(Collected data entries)
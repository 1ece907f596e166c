// Tracing initialization with a configurable and reloadable log level.
use std::sync::OnceLock;
use tracing_subscriber::{EnvFilter, fmt, prelude::*, reload};

static LOG_RELOAD_HANDLE: OnceLock<reload::Handle<EnvFilter, tracing_subscriber::Registry>> =
    OnceLock::new();

pub fn init_tracing() {
    init_tracing_with_level("info");
}

pub fn init_tracing_with_level(level: &str) {
    let (reload_layer, handle) = reload::Layer::new(filter_for(level));
    let _ = LOG_RELOAD_HANDLE.set(handle);

    let _ = tracing_subscriber::registry()
        .with(reload_layer)
        .with(fmt::layer().with_target(true))
        .try_init();
}

/// Apply the configured level. RUST_LOG, when set, keeps precedence.
pub fn apply_logging_level(level: &str) {
    if let Some(handle) = LOG_RELOAD_HANDLE.get() {
        let _ = handle.modify(|f| {
            *f = filter_for(level);
        });
    }
}

fn filter_for(level: &str) -> EnvFilter {
    std::env::var("RUST_LOG")
        .ok()
        .and_then(|_| EnvFilter::try_from_default_env().ok())
        .unwrap_or_else(|| EnvFilter::new(level))
}
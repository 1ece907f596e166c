use std::path::PathBuf;

use anyhow::Context;
use clap::Parser;
use jenkins_provider_server::config::loader::{DEFAULT_CONFIG_PATH, load_config};
use jenkins_provider_server::{App, observability};
use tokio::sync::watch;

#[derive(Debug, Parser)]
#[command(
    name = "jenkins-provider",
    version,
    about = "Reconciles Jenkins jobs, folders and agents toward their declared state"
)]
struct Cli {
    /// Configuration file
    #[arg(long, env = "JENKINS_PROVIDER_CONFIG", default_value = DEFAULT_CONFIG_PATH)]
    config: PathBuf,

    /// JSON manifest of secrets, ProviderConfigs and resources to load at startup
    #[arg(long)]
    manifest: Option<PathBuf>,

    /// Overrides logging.level
    #[arg(long)]
    log_level: Option<String>,

    /// Print the effective configuration as TOML and exit
    #[arg(long)]
    print_config: bool,
}

#[tokio::main]
async fn main() -> anyhow::Result<()> {
    // Load .env file if present (before anything else)
    if let Err(e) = dotenvy::dotenv() {
        // Not an error if .env doesn't exist - it's optional
        if !matches!(e, dotenvy::Error::Io(ref io_err) if io_err.kind() == std::io::ErrorKind::NotFound)
        {
            eprintln!("Warning: Failed to load .env file: {e}");
        }
    }

    observability::init_tracing();
    let cli = Cli::parse();

    let mut cfg = load_config(Some(cli.config.as_path()))
        .map_err(anyhow::Error::msg)
        .context("configuration error")?;
    if let Some(level) = cli.log_level {
        cfg.logging.level = level;
    }
    if let Some(manifest) = cli.manifest {
        cfg.bootstrap.manifest = Some(manifest);
    }
    cfg.validate()
        .map_err(anyhow::Error::msg)
        .context("configuration error")?;

    if cli.print_config {
        println!("{}", toml::to_string_pretty(&cfg)?);
        return Ok(());
    }

    observability::apply_logging_level(&cfg.logging.level);
    tracing::info!(path = %cli.config.display(), "Configuration loaded");

    let app = App::new(&cfg);
    if let Some(path) = &cfg.bootstrap.manifest {
        app.load_manifest(path)
            .await
            .with_context(|| format!("cannot bootstrap from {}", path.display()))?;
    }

    let (shutdown_tx, shutdown_rx) = watch::channel(false);
    let running = tokio::spawn(app.run(shutdown_rx));

    match tokio::signal::ctrl_c().await {
        Ok(()) => tracing::info!("Shutdown signal received"),
        Err(e) => tracing::error!(error = %e, "Cannot listen for shutdown signal"),
    }
    let _ = shutdown_tx.send(true);

    running.await.context("controller task failed")??;
    Ok(())
}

### Exercise details
Return all the data above, unaltered and complete.

### Your solution
repository 1ece907f596e166c
// Tracing initialization with a configurable and reloadable log level.
use std::sync::OnceLock;
use tracing_subscriber::{EnvFilter, fmt, prelude::*, reload};

static LOG_RELOAD_HANDLE: OnceLock<reload::Handle<EnvFilter, tracing_subscriber::Registry>> =
    OnceLock::new();

pub fn init_tracing() {
    init_tracing_with_level("info");
}

pub fn init_tracing_with_level(level: &str) {
    let (reload_layer, handle) = reload::Layer::new(filter_for(level));
    let _ = LOG_RELOAD_HANDLE.set(handle);

    let _ = tracing_subscriber::registry()
        .with(reload_layer)
        .with(fmt::layer().with_target(true))
        .try_init();
}

/// Apply the configured level. RUST_LOG, when set, keeps precedence.
pub fn apply_logging_level(level: &str) {
    if let Some(handle) = LOG_RELOAD_HANDLE.get() {
        let _ = handle.modify(|f| {
            *f = filter_for(level);
        });
    }
}

fn filter_for(level: &str) -> EnvFilter {
    std::env::var("RUST_LOG")
        .ok()
        .and_then(|_| EnvFilter::try_from_default_env().ok())
        .unwrap_or_else(|| EnvFilter::new(level))
}
repository 1ece907f596e166c
use std::path::PathBuf;

use anyhow::Context;
use clap::Parser;
use jenkins_provider_server::config::loader::{DEFAULT_CONFIG_PATH, load_config};
use jenkins_provider_server::{App, observability};
use tokio::sync::watch;

#[derive(Debug, Parser)]
#[command(
    name = "jenkins-provider",
    version,
    about = "Reconciles Jenkins jobs, folders and agents toward their declared state"
)]
struct Cli {
    /// Configuration file
    #[arg(long, env = "JENKINS_PROVIDER_CONFIG", default_value = DEFAULT_CONFIG_PATH)]
    config: PathBuf,

    /// JSON manifest of secrets, ProviderConfigs and resources to load at startup
    #[arg(long)]
    manifest: Option<PathBuf>,

    /// Overrides logging.level
    #[arg(long)]
    log_level: Option<String>,

    /// Print the effective configuration as TOML and exit
    #[arg(long)]
    print_config: bool,
}

#[tokio::main]
async fn main() -> anyhow::Result<()> {
    // Load .env file if present (before anything else)
    if let Err(e) = dotenvy::dotenv() {
        // Not an error if .env doesn't exist - it's optional
        if !matches!(e, dotenvy::Error::Io(ref io_err) if io_err.kind() == std::io::ErrorKind::NotFound)
        {
            eprintln!("Warning: Failed to load .env file: {e}");
        }
    }

    observability::init_tracing();
    let cli = Cli::parse();

    let mut cfg = load_config(Some(cli.config.as_path()))
        .map_err(anyhow::Error::msg)
        .context("configuration error")?;
    if let Some(level) = cli.log_level {
        cfg.logging.level = level;
    }
    if let Some(manifest) = cli.manifest {
        cfg.bootstrap.manifest = Some(manifest);
    }
    cfg.validate()
        .map_err(anyhow::Error::msg)
        .context("configuration error")?;

    if cli.print_config {
        println!("{}", toml::to_string_pretty(&cfg)?);
        return Ok(());
    }

    observability::apply_logging_level(&cfg.logging.level);
    tracing::info!(path = %cli.config.display(), "Configuration loaded");

    let app = App::new(&cfg);
    if let Some(path) = &cfg.bootstrap.manifest {
        app.load_manifest(path)
            .await
            .with_context(|| format!("cannot bootstrap from {}", path.display()))?;
    }

    let (shutdown_tx, shutdown_rx) = watch::channel(false);
    let running = tokio::spawn(app.run(shutdown_rx));

    match tokio::signal::ctrl_c().await {
        Ok(()) => tracing::info!("Shutdown signal received"),
        Err(e) => tracing::error!(error = %e, "Cannot listen for shutdown signal"),
    }
    let _ = shutdown_tx.send(true);

    running.await.context("controller task failed")??;
    Ok(())
}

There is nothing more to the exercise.